Problem requirements = Return a copy of every line in the records that includes the word "height".

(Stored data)
◆ ◆ ◆ ◆
use dioxus::prelude::*;
use dioxus_free_icons::icons::ld_icons::{
    LdArrowDown, LdArrowUp, LdArrowUpDown, LdChevronDown, LdChevronRight,
};
use dioxus_free_icons::Icon;

/// Sort state shown on a header cell.
#[derive(Debug, Clone, Copy, PartialEq, Default)]
pub enum SortIndicator {
    #[default]
    Unsorted,
    Ascending,
    Descending,
}

/// Scrollable table wrapper. While `loading`, the current rows stay visible
/// but dimmed.
#[component]
pub fn DataTable(#[props(default = false)] loading: bool, children: Element) -> Element {
    rsx! {
        document::Link { rel: "stylesheet", href: asset!("./style.css") }
        div {
            class: if loading { "data-table loading" } else { "data-table" },
            "aria-busy": if loading { "true" } else { "false" },
            table {
                {children}
            }
        }
    }
}

/// Wraps `th` elements in a `thead > tr`.
#[component]
pub fn DataTableHeader(children: Element) -> Element {
    rsx! {
        thead {
            tr { {children} }
        }
    }
}

#[component]
pub fn DataTableBody(children: Element) -> Element {
    rsx! {
        tbody { {children} }
    }
}

#[component]
pub fn DataTableColumn(children: Element) -> Element {
    rsx! {
        th { {children} }
    }
}

/// Header cell that toggles the server sort when clicked.
#[component]
pub fn DataTableSortColumn(
    label: String,
    #[props(default)] indicator: SortIndicator,
    onclick: EventHandler<MouseEvent>,
) -> Element {
    let aria_sort = match indicator {
        SortIndicator::Unsorted => "none",
        SortIndicator::Ascending => "ascending",
        SortIndicator::Descending => "descending",
    };
    rsx! {
        th { "aria-sort": aria_sort,
            button {
                class: "data-table-sort",
                r#type: "button",
                onclick: move |evt| onclick.call(evt),
                "{label}"
                match indicator {
                    SortIndicator::Ascending => rsx! { Icon::<LdArrowUp> { icon: LdArrowUp, width: 14, height: 14 } },
                    SortIndicator::Descending => rsx! { Icon::<LdArrowDown> { icon: LdArrowDown, width: 14, height: 14 } },
                    SortIndicator::Unsorted => rsx! { Icon::<LdArrowUpDown> { icon: LdArrowUpDown, width: 14, height: 14 } },
                }
            }
        }
    }
}

/// Table row. Clickable rows toggle their inline detail.
#[component]
pub fn DataTableRow(
    #[props(default)] onclick: Option<EventHandler<MouseEvent>>,
    #[props(default = false)] expanded: bool,
    children: Element,
) -> Element {
    let class = match (onclick.is_some(), expanded) {
        (true, true) => "data-table-row clickable expanded",
        (true, false) => "data-table-row clickable",
        _ => "data-table-row",
    };
    rsx! {
        tr {
            class: class,
            "aria-expanded": if expanded { "true" } else { "false" },
            onclick: move |evt| {
                if let Some(handler) = &onclick {
                    handler.call(evt);
                }
            },
            {children}
        }
    }
}

#[component]
pub fn DataTableCell(children: Element) -> Element {
    rsx! {
        td { {children} }
    }
}

/// Chevron cell reflecting a row's expansion.
#[component]
pub fn DataTableExpandCell(expanded: bool) -> Element {
    rsx! {
        td { class: "data-table-expand",
            if expanded {
                Icon::<LdChevronDown> { icon: LdChevronDown, width: 16, height: 16 }
            } else {
                Icon::<LdChevronRight> { icon: LdChevronRight, width: 16, height: 16 }
            }
        }
    }
}

/// Full-width row rendered under an expanded row.
#[component]
pub fn DataTableDetailRow(colspan: usize, children: Element) -> Element {
    rsx! {
        tr { class: "data-table-detail",
            td { colspan: "{colspan}", {children} }
        }
    }
}

/// Placeholder row for an empty page.
#[component]
pub fn DataTableEmpty(colspan: usize, message: String) -> Element {
    rsx! {
        tr { class: "data-table-empty",
            td { colspan: "{colspan}", "{message}" }
        }
    }
}
mod component;
pub use component::*;
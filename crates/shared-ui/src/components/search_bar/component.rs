use dioxus::prelude::*;

/// Filter toolbar above a table: inputs, selects and the Apply/Reset buttons
/// in one wrapping row.
#[component]
pub fn SearchBar(children: Element) -> Element {
    rsx! {
        document::Link { rel: "stylesheet", href: asset!("./style.css") }
        div { class: "search-bar", role: "search",
            {children}
        }
    }
}

/// Right-aligned group for the toolbar's action buttons.
#[component]
pub fn SearchBarActions(children: Element) -> Element {
    rsx! {
        div { class: "search-bar-actions", {children} }
    }
}
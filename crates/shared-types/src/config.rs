use serde::{Deserialize, Serialize};

use crate::common::DEFAULT_PAGE_SIZE;

/// Backend connection settings.
#[derive(Debug, Clone, Serialize, Deserialize, PartialEq)]
pub struct ApiConfig {
    #[serde(default = "default_base_url")]
    pub base_url: String,
    /// Request timeout on native targets; the browser applies its own.
    #[serde(default = "default_timeout_secs")]
    pub timeout_secs: u64,
}

impl Default for ApiConfig {
    fn default() -> Self {
        Self {
            base_url: default_base_url(),
            timeout_secs: default_timeout_secs(),
        }
    }
}

fn default_base_url() -> String {
    "http://localhost:4000".to_string()
}

fn default_timeout_secs() -> u64 {
    20
}

#[derive(Debug, Clone, Serialize, Deserialize, PartialEq)]
pub struct TableConfig {
    #[serde(default = "default_page_size")]
    pub page_size: u32,
}

impl Default for TableConfig {
    fn default() -> Self {
        Self {
            page_size: default_page_size(),
        }
    }
}

fn default_page_size() -> u32 {
    DEFAULT_PAGE_SIZE
}

/// Live dashboard settings.
#[derive(Debug, Clone, Serialize, Deserialize, PartialEq)]
pub struct MetricsConfig {
    /// Whether the dashboard subscribes to the live feed after the snapshot.
    #[serde(default = "default_live")]
    pub live: bool,
}

impl Default for MetricsConfig {
    fn default() -> Self {
        Self {
            live: default_live(),
        }
    }
}

fn default_live() -> bool {
    true
}

/// Top-level config file structure matching `config.toml`.
#[derive(Debug, Clone, Serialize, Deserialize, Default, PartialEq)]
pub struct AppConfig {
    #[serde(default)]
    pub api: ApiConfig,
    #[serde(default)]
    pub tables: TableConfig,
    #[serde(default)]
    pub metrics: MetricsConfig,
}
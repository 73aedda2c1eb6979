use client::metrics::follow_feed;
use client::LiveBoard;
use dioxus::prelude::*;
use shared_ui::{
    Badge, BadgeVariant, ErrorBanner, PageActions, PageHeader, PageTitle, SkeletonRows, StatCard,
};

use crate::auth::use_api;
use crate::format_helpers::money;

/// Live operations overview: a REST snapshot, then long-poll updates.
#[component]
pub fn Dashboard() -> Element {
    let api = use_api();
    let mut board = use_signal(|| Option::<LiveBoard>::None);
    let mut feed_error = use_signal(|| Option::<String>::None);
    let live = client::config().metrics.live;

    use_coroutine(move |_: UnboundedReceiver<()>| {
        let api = api.clone();
        async move {
            let snapshot = match api.metrics_snapshot().await {
                Ok(snapshot) => snapshot,
                Err(err) => {
                    feed_error.set(Some(err.message));
                    return;
                }
            };
            let cursor = snapshot.cursor;
            board.set(Some(LiveBoard::from_snapshot(snapshot)));
            if !live {
                return;
            }

            let result = follow_feed(&api, cursor, move |batch| {
                let mut guard = board.write();
                match guard.as_mut() {
                    Some(current) => {
                        current.apply_batch(&batch);
                        current.is_attached()
                    }
                    None => false,
                }
            })
            .await;
            if let Err(err) = result {
                tracing::warn!(error = %err, "live metrics feed stopped");
                feed_error.set(Some(err.message));
            }
        }
    });

    use_drop(move || {
        if let Ok(mut board) = board.try_write() {
            if let Some(current) = board.as_mut() {
                current.detach();
            }
        }
    });

    let streaming = live && feed_error.read().is_none();

    rsx! {
        div { class: "container",
            PageHeader {
                PageTitle { "Dashboard" }
                PageActions {
                    if streaming {
                        Badge { variant: BadgeVariant::Success, "Live" }
                    } else {
                        Badge { variant: BadgeVariant::Secondary, "Paused" }
                    }
                }
            }

            if let Some(message) = feed_error() {
                ErrorBanner {
                    message,
                    on_dismiss: move |_| feed_error.set(None),
                }
            }

            match board.read().as_ref().map(|b| b.metrics().clone()) {
                None => rsx! { SkeletonRows { rows: 2 } },
                Some(metrics) => rsx! {
                    div { class: "stat-grid",
                        StatCard { label: "Online drivers", value: metrics.online_drivers.to_string() }
                        StatCard { label: "Active rides", value: metrics.active_rides.to_string() }
                        StatCard { label: "Completed today", value: metrics.completed_today.to_string() }
                        StatCard { label: "Cancelled today", value: metrics.cancelled_today.to_string() }
                        StatCard { label: "Open issues", value: metrics.open_issues.to_string() }
                        StatCard { label: "Revenue today", value: money(metrics.revenue_today) }
                    }
                },
            }
        }
    }
}
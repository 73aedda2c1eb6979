use chrono::{DateTime, Utc};
use serde::{Deserialize, Serialize};

use crate::listing::{Listable, SortValue};

pub const USER_STATUSES: &[&str] = &["ACTIVE", "BLOCKED"];

pub const USER_SORT_KEYS: &[&str] = &[
    "createdAt:desc",
    "createdAt:asc",
    "name:asc",
    "name:desc",
    "totalRides:desc",
];

/// Rider account row.
#[derive(Debug, Clone, PartialEq, Serialize, Deserialize)]
#[serde(rename_all = "camelCase")]
pub struct User {
    #[serde(alias = "_id")]
    pub id: String,
    pub first_name: String,
    #[serde(default)]
    pub last_name: String,
    pub email: String,
    #[serde(default)]
    pub phone: Option<String>,
    #[serde(default)]
    pub blocked: bool,
    #[serde(default)]
    pub total_rides: u32,
    /// Churn probability in `0.0..=1.0` as scored by the backend.
    #[serde(default)]
    pub churn_risk: Option<f64>,
    pub created_at: DateTime<Utc>,
}

impl User {
    pub fn full_name(&self) -> String {
        full_name(&self.first_name, &self.last_name)
    }

    pub fn status_label(&self) -> &'static str {
        if self.blocked {
            "BLOCKED"
        } else {
            "ACTIVE"
        }
    }
}

/// `first last`, tolerating a blank last name.
pub fn full_name(first: &str, last: &str) -> String {
    format!("{} {}", first.trim(), last.trim()).trim().to_string()
}

impl Listable for User {
    fn row_id(&self) -> &str {
        &self.id
    }

    fn status(&self) -> &str {
        self.status_label()
    }

    fn created_at(&self) -> DateTime<Utc> {
        self.created_at
    }

    fn search_haystack(&self) -> String {
        format!(
            "{} {} {}",
            self.full_name(),
            self.email,
            self.phone.as_deref().unwrap_or_default()
        )
    }

    fn sort_value(&self, field: &str) -> Option<SortValue> {
        match field {
            "createdAt" => Some(SortValue::Time(self.created_at)),
            "name" => Some(SortValue::Text(self.full_name())),
            "totalRides" => Some(SortValue::Number(self.total_rides as f64)),
            _ => None,
        }
    }
}

#[derive(Debug, Clone, PartialEq, Serialize, Deserialize)]
#[serde(rename_all = "camelCase")]
pub struct UserDetail {
    #[serde(flatten)]
    pub user: User,
    #[serde(default)]
    pub wallet_balance: Option<f64>,
    #[serde(default)]
    pub last_ride_at: Option<DateTime<Utc>>,
    #[serde(default)]
    pub saved_places: Vec<String>,
}

/// Body for `POST /admin/users/:id/block`.
#[derive(Debug, Clone, PartialEq, Serialize, Deserialize)]
pub struct BlockUserRequest {
    pub blocked: bool,
}
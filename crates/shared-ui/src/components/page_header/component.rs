use dioxus::prelude::*;

/// Title row of a screen with optional action buttons on the right.
#[component]
pub fn PageHeader(children: Element) -> Element {
    rsx! {
        document::Link { rel: "stylesheet", href: asset!("./style.css") }
        div { class: "page-header",
            {children}
        }
    }
}

#[component]
pub fn PageTitle(children: Element) -> Element {
    rsx! {
        h1 { class: "page-title", {children} }
    }
}

/// One-line summary under the title, e.g. the active filter count.
#[component]
pub fn PageSubtitle(children: Element) -> Element {
    rsx! {
        p { class: "page-subtitle", {children} }
    }
}

#[component]
pub fn PageActions(children: Element) -> Element {
    rsx! {
        div { class: "page-actions", {children} }
    }
}
use shared_types::{PageResult, TableQuery};

/// Serial number shown for the row at `local_index` on `page`.
pub fn serial_number(page: u32, page_size: u32, local_index: usize) -> u64 {
    let page = page.max(1) as u64;
    (page - 1) * page_size as u64 + local_index as u64 + 1
}

/// Snapshot of what is on screen right now. Replaced wholesale on every
/// committed fetch, never merged.
#[derive(Debug, Clone, PartialEq)]
pub struct PageSlot<Row> {
    pub rows: Vec<Row>,
    pub total_pages: u32,
    pub total_count: Option<u64>,
    /// Page this slot was fetched for.
    pub page: u32,
    pub page_size: u32,
}

impl<Row> PageSlot<Row> {
    pub fn from_result(result: PageResult<Row>, query: &TableQuery) -> Self {
        Self {
            rows: result.rows,
            total_pages: result.total_pages.max(1),
            total_count: result.total_count,
            page: query.page,
            page_size: query.page_size,
        }
    }

    pub fn has_next(&self) -> bool {
        self.page < self.total_pages
    }

    pub fn has_prev(&self) -> bool {
        self.page > 1
    }

    pub fn serial(&self, local_index: usize) -> u64 {
        serial_number(self.page, self.page_size, local_index)
    }

    pub fn is_empty(&self) -> bool {
        self.rows.is_empty()
    }

    /// "Page 2 of 3 (25 total)" style label.
    pub fn summary(&self) -> String {
        match self.total_count {
            Some(total) => format!("Page {} of {} ({} total)", self.page, self.total_pages, total),
            None => format!("Page {} of {}", self.page, self.total_pages),
        }
    }
}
◆ ◆ ◆ ◆
Answer for this exercise =
                    SortIndicator::Ascending => rsx! { Icon::<LdArrowUp> { icon: LdArrowUp, width: 14, height: 14 } },
                    SortIndicator::Descending => rsx! { Icon::<LdArrowDown> { icon: LdArrowDown, width: 14, height: 14 } },
                    SortIndicator::Unsorted => rsx! { Icon::<LdArrowUpDown> { icon: LdArrowUpDown, width: 14, height: 14 } },
                Icon::<LdChevronDown> { icon: LdChevronDown, width: 16, height: 16 }
                Icon::<LdChevronRight> { icon: LdChevronRight, width: 16, height: 16 }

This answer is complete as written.